How To Keep Your Cool And Reduce Commuting Stress

With Southern Rail shutting down entirely for a few days, commuting stress is going to be at an all-time high. Your socal media feeds are probably already rife in people describing the ridiclous lengths they’ve had to go through just to get into the office. The better planĀ is to just work remotely but that’s just not an option for some people.

Personally I enjoy sitting on a train for 130 minutes a day catching up on podcasts and reading my book, but unfortunately not everyone has access to the same easy train links as me. It’s at this point in the paragraph that we have give a shout out to the automobile commuters. Those who sit in their cramped car-boxes for numerous hours in traffic losing their hair in the process.

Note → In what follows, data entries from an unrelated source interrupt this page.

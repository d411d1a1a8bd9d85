//! `${ENV_VAR}` placeholder expansion for raw config text.
//!
//! Secrets such as `app_secret` are usually kept out of the config file:
//!
//! ```toml
//! [channels.feishu]
//! app_id = "cli_a1b2c3"
//! app_secret = "${FEISHU_APP_SECRET}"
//! ```
//!
//! `${NAME:-fallback}` expands to `fallback` when `NAME` is unset.

/// Expand placeholders from the process environment.
///
/// Unresolvable variables are left as-is so the resolver later sees a
/// non-empty (but obviously wrong) value instead of silently losing a field.
pub fn substitute_env(input: &str) -> String {
    substitute_env_with(input, |name| std::env::var(name).ok())
}

/// Expand placeholders using a custom lookup function.
pub fn substitute_env_with(input: &str, lookup: impl Fn(&str) -> Option<String>) -> String {
    let mut out = String::with_capacity(input.len());
    let mut rest = input;

    while let Some(start) = rest.find("${") {
        out.push_str(&rest[..start]);
        let after = &rest[start + 2..];
        let Some(end) = after.find('}') else {
            // Unterminated, emit the remainder verbatim.
            out.push_str(&rest[start..]);
            return out;
        };

        let expr = &after[..end];
        let (name, fallback) = match expr.split_once(":-") {
            Some((name, fallback)) => (name, Some(fallback)),
            None => (expr, None),
        };

        match (name.is_empty(), lookup(name), fallback) {
            (false, Some(value), _) => out.push_str(&value),
            (false, None, Some(fallback)) => out.push_str(fallback),
            _ => out.push_str(&rest[start..start + 2 + end + 1]),
        }
        rest = &after[end + 1..];
    }

    out.push_str(rest);
    out
}
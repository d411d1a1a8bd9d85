use std::collections::HashMap;

use crate::{
    error::{Error, Result},
    plugin::ChannelAccounts,
};

/// Registry of all known channels.
pub struct ChannelRegistry {
    channels: HashMap<String, Box<dyn ChannelAccounts>>,
}

impl Default for ChannelRegistry {
    fn default() -> Self {
        Self::new()
    }
}

impl ChannelRegistry {
    pub fn new() -> Self {
        Self {
            channels: HashMap::new(),
        }
    }

    pub fn register(&mut self, channel: Box<dyn ChannelAccounts>) {
        self.channels.insert(channel.id().to_string(), channel);
    }

    pub fn get(&self, id: &str) -> Option<&dyn ChannelAccounts> {
        self.channels.get(id).map(|c| c.as_ref())
    }

    /// Like [`get`](Self::get), but reports unknown channels as an error.
    pub fn require(&self, id: &str) -> Result<&dyn ChannelAccounts> {
        self.get(id)
            .ok_or_else(|| Error::unavailable(format!("unknown channel: {id}")))
    }

    /// Registered channel IDs, sorted.
    pub fn list(&self) -> Vec<&str> {
        let mut ids: Vec<&str> = self.channels.keys().map(|s| s.as_str()).collect();
        ids.sort_unstable();
        ids
    }

    /// Registered channels, sorted by ID.
    pub fn iter(&self) -> impl Iterator<Item = &dyn ChannelAccounts> {
        self.list().into_iter().filter_map(move |id| self.get(id))
    }
}
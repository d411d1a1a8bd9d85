use {
    larkwire_channels::{ChannelAccountStatus, ChannelAccounts},
    larkwire_config::LarkwireConfig,
};

use crate::{
    CHANNEL_ID,
    accounts::{FeishuAccountResolver, ResolvedFeishuAccount},
};

/// Feishu / Lark channel, as seen by the channel registry.
#[derive(Debug, Clone, Default)]
pub struct FeishuChannel {
    resolver: FeishuAccountResolver,
}

impl FeishuChannel {
    pub fn new(resolver: FeishuAccountResolver) -> Self {
        Self { resolver }
    }

    pub fn resolver(&self) -> &FeishuAccountResolver {
        &self.resolver
    }
}

impl From<ResolvedFeishuAccount> for ChannelAccountStatus {
    fn from(account: ResolvedFeishuAccount) -> Self {
        Self {
            channel_type: CHANNEL_ID.into(),
            endpoint: account
                .configured
                .then(|| account.domain.api_base().to_string()),
            client_id: account.app_id,
            account_id: account.account_id,
            enabled: account.enabled,
            configured: account.configured,
        }
    }
}

impl ChannelAccounts for FeishuChannel {
    fn id(&self) -> &str {
        CHANNEL_ID
    }

    fn list_account_ids(&self, config: &LarkwireConfig) -> Vec<String> {
        self.resolver.list_account_ids(config)
    }

    fn account_status(
        &self,
        config: &LarkwireConfig,
        account_id: Option<&str>,
    ) -> ChannelAccountStatus {
        self.resolver.resolve_account(config, account_id).into()
    }

    fn resolve_default_account_id(&self, config: &LarkwireConfig) -> String {
        self.resolver.resolve_default_account_id(config)
    }

    fn account_statuses(&self, config: &LarkwireConfig) -> Vec<ChannelAccountStatus> {
        self.resolver
            .list_accounts(config)
            .into_iter()
            .map(Into::into)
            .collect()
    }
}
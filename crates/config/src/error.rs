use std::path::PathBuf;

#[derive(Debug, thiserror::Error)]
pub enum Error {
    #[error("failed to read {}: {source}", .path.display())]
    Io {
        path: PathBuf,
        #[source]
        source: std::io::Error,
    },

    #[error("unsupported config format: .{extension}")]
    UnsupportedFormat { extension: String },

    #[error("failed to parse {}: {source}", .path.display())]
    Parse {
        path: PathBuf,
        #[source]
        source: Box<dyn std::error::Error + Send + Sync>,
    },
}

impl Error {
    #[must_use]
    pub fn io(path: impl Into<PathBuf>, source: std::io::Error) -> Self {
        Self::Io {
            path: path.into(),
            source,
        }
    }

    #[must_use]
    pub fn parse(
        path: impl Into<PathBuf>,
        source: impl std::error::Error + Send + Sync + 'static,
    ) -> Self {
        Self::Parse {
            path: path.into(),
            source: Box::new(source),
        }
    }
}

pub type Result<T> = std::result::Result<T, Error>;
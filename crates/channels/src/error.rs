/// Crate-wide result type for channel operations.
pub type Result<T> = std::result::Result<T, Error>;

/// Typed channel errors shared across channel crates.
///
/// Account resolution itself never fails; these cover the edges around it
/// (strict config parsing, lookups requested by an operator).
#[derive(Debug, thiserror::Error)]
pub enum Error {
    /// A requested account ID is not listed in the channel config.
    #[error("unknown {channel} account: {account_id}")]
    UnknownAccount { channel: String, account_id: String },

    /// The channel section is missing or the channel is not registered.
    #[error("channel unavailable: {message}")]
    Unavailable { message: String },

    /// The channel's config section does not match its schema.
    #[error("invalid channels.{channel} config: {source}")]
    Config {
        channel: String,
        #[source]
        source: serde_json::Error,
    },
}

impl Error {
    #[must_use]
    pub fn unavailable(message: impl std::fmt::Display) -> Self {
        Self::Unavailable {
            message: message.to_string(),
        }
    }

    #[must_use]
    pub fn unknown_account(
        channel: impl std::fmt::Display,
        account_id: impl std::fmt::Display,
    ) -> Self {
        Self::UnknownAccount {
            channel: channel.to_string(),
            account_id: account_id.to_string(),
        }
    }

    #[must_use]
    pub fn config(channel: impl Into<String>, source: serde_json::Error) -> Self {
        Self::Config {
            channel: channel.into(),
            source,
        }
    }
}
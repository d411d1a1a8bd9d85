//! Configuration loading, env substitution, and diagnostics.
//!
//! Config files: `larkwire.toml`, `larkwire.yaml`, or `larkwire.json`
//! Searched in an explicit config dir if given, else `./` then
//! `~/.config/larkwire/`.
//!
//! Supports `${ENV_VAR}` substitution in all string values.

pub mod env_subst;
pub mod error;
pub mod loader;
pub mod schema;
pub mod validate;

pub use {
    error::{Error, Result},
    loader::{config_dir, discover_and_load, find_config_file, load_config},
    schema::{ChannelsConfig, LarkwireConfig},
    validate::{Diagnostic, Severity, ValidationResult},
};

Although traffic stress is more of a problem in America, the psychological drawbacks of commuting are ubiquitous all over the world. This infographic below from Auto Insurance Center displays some really important information about how commuting can affect you and the best ways to prevent burning out.

Journeys over 20 minutes leave workers vulnerable to burning out and journeys over 35 minutes leave people more likely to become cynical about their jobs.

In a study, 36% of subjects described the commute as a wholly negative part of their day. That’s over a third of people that are in a negative mindset before they even get into the office. There must be a way around this?

According to the infographic, mindfulness is your best bet to fending off the stress of commuting. Being courteous, disconnecting from the world and practicing breathing exercises can dramatically change how stress affects the average commuter.

We’re sorry if you’re dealing with bad rail services, we know how they can ruin your day. Hang tough and just remember that everyone is as annoyed as you – you’re all in the same boat, or carriage, we suppose.